How can a tiny state in northern New England be so important in the U.S. presidential selection process? New Hampshire is miniscule – smaller than the average county in Wyoming, Arizona or Nevada. It’s 42nd in U.S. population — even little Puerto Rico out in the Caribbean has more people, more than twice as many, actually.
Yet, every four years, politicians flock to the Granite State in hopes of a dramatic win in its presidential primary election – the first in the nation.
A loss can be catastrophic. When Democratic challenger Estes Kefauver defeated incumbent President Harry S. Truman there in 1952, Truman abandoned his campaign for a second term. At the height of the Vietnam War in 1968, President Lyndon Johnson managed only a 49 percent victory over Senator Eugene McCarthy and withdrew from the race with his famous prime-time TV declaration: “I shall not seek, and will not accept, the nomination of my party for another term as your president.”
By New Hampshire state law, the primary is the first in the nation.
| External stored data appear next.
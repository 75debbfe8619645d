use crate::{
    foundation::core::{Coord, Domain},
    foundation::error::{DissolveError, DissolveResult},
};

/// A pixel grid the transition can copy between.
///
/// The pixel format is opaque: a pixel is `bytes_per_pixel` raw bytes and is
/// only ever copied whole.
pub trait PixelSurface {
    /// `(width, height)` in pixels.
    fn dimensions(&self) -> (u32, u32);

    /// Size of one pixel in bytes.
    fn bytes_per_pixel(&self) -> usize;

    /// Length of the backing pixel storage in bytes.
    ///
    /// Must equal `width * height * bytes_per_pixel` for the surface to bind.
    fn byte_len(&self) -> usize;

    /// Copy the pixel at `c` from `src`. Both surfaces must share dimensions and format.
    fn copy_pixel_from(&mut self, src: &Self, c: Coord);

    /// Overwrite every pixel with `src`'s. Both surfaces must share dimensions and format.
    fn copy_all_from(&mut self, src: &Self);
}

/// Owned, tightly packed, row-major pixel buffer of any format.
#[derive(Clone, Debug, PartialEq, Eq)]
pub struct PixelBuffer {
    width: u32,
    height: u32,
    bytes_per_pixel: usize,
    // Always `width * height * bytes_per_pixel` long.
    data: Vec<u8>,
}

impl PixelBuffer {
    /// Zero-filled buffer.
    pub fn new(width: u32, height: u32, bytes_per_pixel: usize) -> DissolveResult<Self> {
        let len = buffer_len(width, height, bytes_per_pixel)?;
        Ok(Self {
            width,
            height,
            bytes_per_pixel,
            data: vec![0; len],
        })
    }

    /// Wrap existing bytes, checking the length against the dimensions.
    pub fn from_raw(
        width: u32,
        height: u32,
        bytes_per_pixel: usize,
        data: Vec<u8>,
    ) -> DissolveResult<Self> {
        let len = buffer_len(width, height, bytes_per_pixel)?;
        if data.len() != len {
            return Err(DissolveError::buffer_mismatch(format!(
                "{width}x{height}x{bytes_per_pixel} expects {len} bytes, got {}",
                data.len()
            )));
        }
        Ok(Self {
            width,
            height,
            bytes_per_pixel,
            data,
        })
    }

    /// Buffer with every pixel set to `pixel`.
    pub fn filled(width: u32, height: u32, pixel: &[u8]) -> DissolveResult<Self> {
        let mut buf = Self::new(width, height, pixel.len())?;
        for px in buf.data.chunks_exact_mut(pixel.len()) {
            px.copy_from_slice(pixel);
        }
        Ok(buf)
    }

    /// Straight RGBA8 copy of a decoded image.
    pub fn from_rgba_image(img: image::RgbaImage) -> Self {
        let (width, height) = img.dimensions();
        Self {
            width,
            height,
            bytes_per_pixel: 4,
            data: img.into_raw(),
        }
    }

    /// Convert back into an `image` buffer; only 4-byte pixels qualify.
    pub fn into_rgba_image(self) -> DissolveResult<image::RgbaImage> {
        if self.bytes_per_pixel != 4 {
            return Err(DissolveError::buffer_mismatch(format!(
                "rgba8 image needs 4 bytes per pixel, got {}",
                self.bytes_per_pixel
            )));
        }
        image::RgbaImage::from_raw(self.width, self.height, self.data)
            .ok_or_else(|| DissolveError::buffer_mismatch("rgba8 buffer length mismatch"))
    }

    /// Width in pixels.
    pub fn width(&self) -> u32 {
        self.width
    }

    /// Height in pixels.
    pub fn height(&self) -> u32 {
        self.height
    }

    /// Raw row-major pixel bytes.
    pub fn data(&self) -> &[u8] {
        &self.data
    }

    /// Mutable raw pixel bytes. The length is fixed.
    pub fn data_mut(&mut self) -> &mut [u8] {
        &mut self.data
    }

    /// Give up the buffer, returning its raw bytes.
    pub fn into_raw(self) -> Vec<u8> {
        self.data
    }

    /// Bytes of the pixel at `c`.
    pub fn pixel(&self, c: Coord) -> &[u8] {
        let start = self.byte_offset(c);
        &self.data[start..start + self.bytes_per_pixel]
    }

    /// Mutable bytes of the pixel at `c`.
    pub fn pixel_mut(&mut self, c: Coord) -> &mut [u8] {
        let start = self.byte_offset(c);
        let bpp = self.bytes_per_pixel;
        &mut self.data[start..start + bpp]
    }

    fn byte_offset(&self, c: Coord) -> usize {
        let grid = Domain {
            width: self.width,
            height: self.height,
        };
        grid.offset_of(c) * self.bytes_per_pixel
    }
}

fn buffer_len(width: u32, height: u32, bytes_per_pixel: usize) -> DissolveResult<usize> {
    if bytes_per_pixel == 0 {
        return Err(DissolveError::buffer_mismatch("bytes_per_pixel must be > 0"));
    }
    (width as usize)
        .checked_mul(height as usize)
        .and_then(|n| n.checked_mul(bytes_per_pixel))
        .ok_or_else(|| DissolveError::buffer_mismatch("buffer size overflows usize"))
}

impl PixelSurface for PixelBuffer {
    fn dimensions(&self) -> (u32, u32) {
        (self.width, self.height)
    }

    fn bytes_per_pixel(&self) -> usize {
        self.bytes_per_pixel
    }

    fn byte_len(&self) -> usize {
        self.data.len()
    }

    fn copy_pixel_from(&mut self, src: &Self, c: Coord) {
        let start = self.byte_offset(c);
        let end = start + self.bytes_per_pixel;
        self.data[start..end].copy_from_slice(&src.data[start..end]);
    }

    fn copy_all_from(&mut self, src: &Self) {
        self.data.copy_from_slice(&src.data);
    }
}

impl PixelSurface for image::RgbaImage {
    fn dimensions(&self) -> (u32, u32) {
        image::RgbaImage::dimensions(self)
    }

    fn bytes_per_pixel(&self) -> usize {
        4
    }

    fn byte_len(&self) -> usize {
        self.as_raw().len()
    }

    fn copy_pixel_from(&mut self, src: &Self, c: Coord) {
        self.put_pixel(c.x, c.y, *src.get_pixel(c.x, c.y));
    }

    fn copy_all_from(&mut self, src: &Self) {
        (**self).copy_from_slice(src.as_raw());
    }
}

/// Outgoing, incoming and output surfaces checked against each other.
///
/// The output is borrowed mutably for the binding's lifetime; read it through
/// [`FrameBinding::output`] between ticks.
#[derive(Debug)]
pub struct FrameBinding<'a, S: PixelSurface> {
    outgoing: &'a S,
    incoming: &'a S,
    output: &'a mut S,
    domain: Domain,
}

impl<'a, S: PixelSurface> FrameBinding<'a, S> {
    /// Bind three surfaces that agree on dimensions and pixel format.
    ///
    /// Each surface's storage must also hold exactly one pixel per grid cell.
    pub fn new(outgoing: &'a S, incoming: &'a S, output: &'a mut S) -> DissolveResult<Self> {
        let (width, height) = outgoing.dimensions();
        let bpp = outgoing.bytes_per_pixel();
        let expected = buffer_len(width, height, bpp)?;
        for (name, s) in [
            ("outgoing", outgoing),
            ("incoming", incoming),
            ("output", &*output),
        ] {
            if s.dimensions() != (width, height) {
                let (w, h) = s.dimensions();
                return Err(DissolveError::buffer_mismatch(format!(
                    "{name} is {w}x{h}, outgoing is {width}x{height}"
                )));
            }
            if s.bytes_per_pixel() != bpp {
                return Err(DissolveError::buffer_mismatch(format!(
                    "{name} has {} bytes per pixel, outgoing has {bpp}",
                    s.bytes_per_pixel()
                )));
            }
            if s.byte_len() != expected {
                return Err(DissolveError::buffer_mismatch(format!(
                    "{name} holds {} bytes, {width}x{height}x{bpp} needs {expected}",
                    s.byte_len()
                )));
            }
        }
        let domain = Domain::new(width, height)
            .map_err(|e| DissolveError::buffer_mismatch(e.to_string()))?;
        Ok(Self {
            outgoing,
            incoming,
            output,
            domain,
        })
    }

    /// Shared grid of the bound surfaces.
    pub fn domain(&self) -> Domain {
        self.domain
    }

    /// Current composited output.
    pub fn output(&self) -> &S {
        self.output
    }

    pub(crate) fn reveal(&mut self, c: Coord) {
        self.output.copy_pixel_from(self.incoming, c);
    }

    pub(crate) fn restore_outgoing(&mut self) {
        self.output.copy_all_from(self.outgoing);
    }

    pub(crate) fn show_incoming(&mut self) {
        self.output.copy_all_from(self.incoming);
    }
}

#[cfg(test)]
#[path = "../tests/unit/surface/binding.rs"]
mod tests;
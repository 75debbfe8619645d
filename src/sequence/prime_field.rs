use crate::{
    foundation::core::Domain,
    foundation::error::DissolveResult,
    sequence::RevealSequence,
};

/// Fermat prime `2^16 + 1`.
pub const PRIME: u64 = 65_537;
/// `2^15 - 1`, a primitive root modulo [`PRIME`].
pub const PRIMITIVE_ROOT: u64 = 32_767;

/// Permutation driven by a multiplicative walk modulo a prime.
///
/// A counter `k` runs through every residue of `[1, PRIME)` by repeated
/// multiplication with [`PRIMITIVE_ROOT`]. Each `k` emits the pixel numbers
/// `N + k - PRIME`, stepping down by `PRIME - 1` while non-negative, which
/// partitions `[0, N)` across the walk. Indices are row-major over the true
/// width, so nothing is discarded.
#[derive(Clone, Debug)]
pub struct PrimeFieldSequence {
    total: u64,
    row_stride: u64,
    start_k: u64,
    k: u64,
    pending: Option<u64>,
    exhausted: bool,
}

impl PrimeFieldSequence {
    /// Start the walk at `1 + seed % (PRIME - 1)`.
    pub fn new(domain: Domain, seed: u64) -> DissolveResult<Self> {
        let total = domain.pixel_count();
        let start_k = 1 + seed % (PRIME - 1);
        Ok(Self {
            total,
            row_stride: u64::from(domain.width),
            start_k,
            k: start_k,
            pending: first_pixel(total, start_k),
            exhausted: false,
        })
    }

    /// Counter value the walk started from.
    pub fn start_k(&self) -> u64 {
        self.start_k
    }
}

fn first_pixel(total: u64, k: u64) -> Option<u64> {
    (total + k).checked_sub(PRIME)
}

impl RevealSequence for PrimeFieldSequence {
    fn next_index(&mut self) -> Option<u64> {
        loop {
            if self.exhausted {
                return None;
            }
            if let Some(j) = self.pending {
                self.pending = j.checked_sub(PRIME - 1);
                return Some(j);
            }
            self.k = (self.k * PRIMITIVE_ROOT) % PRIME;
            if self.k == self.start_k {
                self.exhausted = true;
                return None;
            }
            self.pending = first_pixel(self.total, self.k);
        }
    }

    fn row_stride(&self) -> u64 {
        self.row_stride
    }

    fn period(&self) -> u64 {
        self.total
    }
}

#[cfg(test)]
#[path = "../../tests/unit/sequence/prime_field.rs"]
mod tests;
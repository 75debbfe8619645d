use crate::foundation::error::{DissolveError, DissolveResult};

/// Rectangular pixel grid a transition runs over.
#[derive(Clone, Copy, Debug, PartialEq, Eq, Hash, serde::Serialize, serde::Deserialize)]
pub struct Domain {
    /// Width in pixels, always > 0.
    pub width: u32,
    /// Height in pixels, always > 0.
    pub height: u32,
}

impl Domain {
    /// Build a domain, rejecting zero-sized grids.
    pub fn new(width: u32, height: u32) -> DissolveResult<Self> {
        if width == 0 || height == 0 {
            return Err(DissolveError::invalid_domain(format!(
                "width and height must be > 0 (got {width}x{height})"
            )));
        }
        Ok(Self { width, height })
    }

    /// Number of pixels in the grid.
    pub fn pixel_count(self) -> u64 {
        u64::from(self.width) * u64::from(self.height)
    }

    /// Whether `c` lies inside the grid.
    pub fn contains(self, c: Coord) -> bool {
        c.x < self.width && c.y < self.height
    }

    /// Map a linear index over rows of `row_stride` to a coordinate.
    ///
    /// Returns `None` when the index lands in row padding or below the last row.
    pub fn coord_at(self, index: u64, row_stride: u64) -> Option<Coord> {
        if row_stride == 0 {
            return None;
        }
        let x = index % row_stride;
        let y = index / row_stride;
        if x >= u64::from(self.width) || y >= u64::from(self.height) {
            return None;
        }
        Some(Coord {
            x: x as u32,
            y: y as u32,
        })
    }

    /// Row-major offset of `c` in a tightly packed buffer of this domain.
    pub fn offset_of(self, c: Coord) -> usize {
        (c.y as usize) * (self.width as usize) + (c.x as usize)
    }
}

/// Pixel position inside a [`Domain`].
#[derive(
    Clone, Copy, Debug, PartialEq, Eq, PartialOrd, Ord, Hash, serde::Serialize, serde::Deserialize,
)]
pub struct Coord {
    /// Column, `0 <= x < width`.
    pub x: u32,
    /// Row, `0 <= y < height`.
    pub y: u32,
}

impl Coord {
    /// Shorthand constructor.
    pub fn new(x: u32, y: u32) -> Self {
        Self { x, y }
    }
}

#[cfg(test)]
#[path = "../../tests/unit/foundation/core.rs"]
mod tests;
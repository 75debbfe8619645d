//! Deterministic pixel-dissolve scene transitions.
//!
//! A dissolve replaces every pixel of an outgoing image with the matching pixel
//! of an incoming image, one pixel at a time, in an order that looks random but
//! is fixed by a seed and never visits a position twice.
//!
//! # Pieces
//!
//! 1. **Reveal order**: a [`RevealSequence`] walks a padded index space with
//!    constant memory. The default is a full-period Galois LFSR
//!    ([`LfsrSequence`]); [`PrimeFieldSequence`] is a multiplicative walk modulo
//!    `2^16 + 1`. [`InBoundsCoords`] drops draws that land outside the image.
//! 2. **Controller**: [`DissolveTransition`] maps elapsed time to a pixel count
//!    and copies that many incoming pixels into the output per
//!    [`tick`](DissolveTransition::tick).
//! 3. **Surfaces**: any [`PixelSurface`] (a raw [`PixelBuffer`] or an
//!    `image::RgbaImage`) bound through a [`FrameBinding`].
//! 4. **Driver** (optional): [`run_to_completion`] ticks a transition with a
//!    fixed [`FrameClock`] and hands every frame to a sink.
//!
//! The core performs no IO; [`load_image_pair`] and [`write_png`] are helpers
//! for hosts such as the bundled `dissolve` binary.
#![forbid(unsafe_code)]
#![deny(missing_docs)]

mod assets;
mod drive;
mod foundation;
mod sequence;
mod surface;
mod transition;

pub use assets::{decode_image, ensure_parent_dir, load_image, load_image_pair, write_png};
pub use drive::{DriveStats, FrameClock, render_at, run_to_completion};
pub use foundation::core::{Coord, Domain};
pub use foundation::error::{DissolveError, DissolveResult};
pub use sequence::lfsr::LfsrSequence;
pub use sequence::prime_field::{PRIME, PRIMITIVE_ROOT, PrimeFieldSequence};
pub use sequence::taps::{MAX_REGISTER_BITS, feedback_mask, register_bits_for};
pub use sequence::{InBoundsCoords, RevealSequence, SequenceKind, create_sequence, reveal_order};
pub use surface::{FrameBinding, PixelBuffer, PixelSurface};
pub use transition::controller::{DissolveTransition, Phase, TickReport};
pub use transition::spec::{
    DEFAULT_DURATION_SECS, DEFAULT_FPS, DissolveSpec, duration_from_secs, frame_duration_from_fps,
    parse_transition_kind,
};
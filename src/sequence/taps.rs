//! Maximal-length Galois feedback masks, one per register width.
//!
//! Shifting right and XOR-ing the mask whenever a 1 falls out walks every
//! nonzero `k`-bit state exactly once before returning to the start.

/// Widest register the table covers.
pub const MAX_REGISTER_BITS: u32 = 32;

static FEEDBACK_MASKS: [u64; MAX_REGISTER_BITS as usize + 1] = [
    0x0000_0000, // unused
    0x0000_0001,
    0x0000_0003,
    0x0000_0006,
    0x0000_000C,
    0x0000_0014,
    0x0000_0030,
    0x0000_0060,
    0x0000_00B8,
    0x0000_0110,
    0x0000_0240,
    0x0000_0500,
    0x0000_0E08,
    0x0000_1C80,
    0x0000_3802,
    0x0000_6000,
    0x0000_D008,
    0x0001_2000,
    0x0002_0400,
    0x0007_2000,
    0x0009_0000,
    0x0014_0000,
    0x0030_0000,
    0x0042_0000,
    0x00E1_0000,
    0x0120_0000,
    0x0200_0023,
    0x0400_0013,
    0x0900_0000,
    0x1400_0000,
    0x2000_0029,
    0x4800_0000,
    0x8020_0003,
];

/// Feedback mask for a `bits`-wide register, if the table covers it.
pub fn feedback_mask(bits: u32) -> Option<u64> {
    if bits == 0 || bits > MAX_REGISTER_BITS {
        return None;
    }
    Some(FEEDBACK_MASKS[bits as usize])
}

/// Smallest register width whose period `2^k - 1` is at least `span`.
pub fn register_bits_for(span: u64) -> Option<u32> {
    (1..=MAX_REGISTER_BITS).find(|&k| (1u64 << k) - 1 >= span)
}

/// Period of a maximal-length register of width `bits`.
pub fn period_for(bits: u32) -> u64 {
    (1u64 << bits) - 1
}

#[cfg(test)]
#[path = "../../tests/unit/sequence/taps.rs"]
mod tests;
If another state moves theirs up, New Hampshire responds in kind. New Hampshire State Statute 653:9 stipulates that the primary must take place at least seven days before any “similar election” in any other state.
Somehow, New Hampshire lawmakers do not consider the Iowa caucuses to be “a similar election,” so, in recent election cycles, the primary has taken place a week or so after the Iowa event.
But when other states have sought to move up their primaries to dilute New Hampshire’s impact, state law always kicks in. From 1952 to 1968, the primary was held on the second Tuesday in March. In 1972, it was shifted to the first Tuesday in March. From 1976 to 1984, it was advanced to the fourth Tuesday in February. From 1988 to 1996, it was moved up to the third Tuesday in February, then in 2000 was held on February 1.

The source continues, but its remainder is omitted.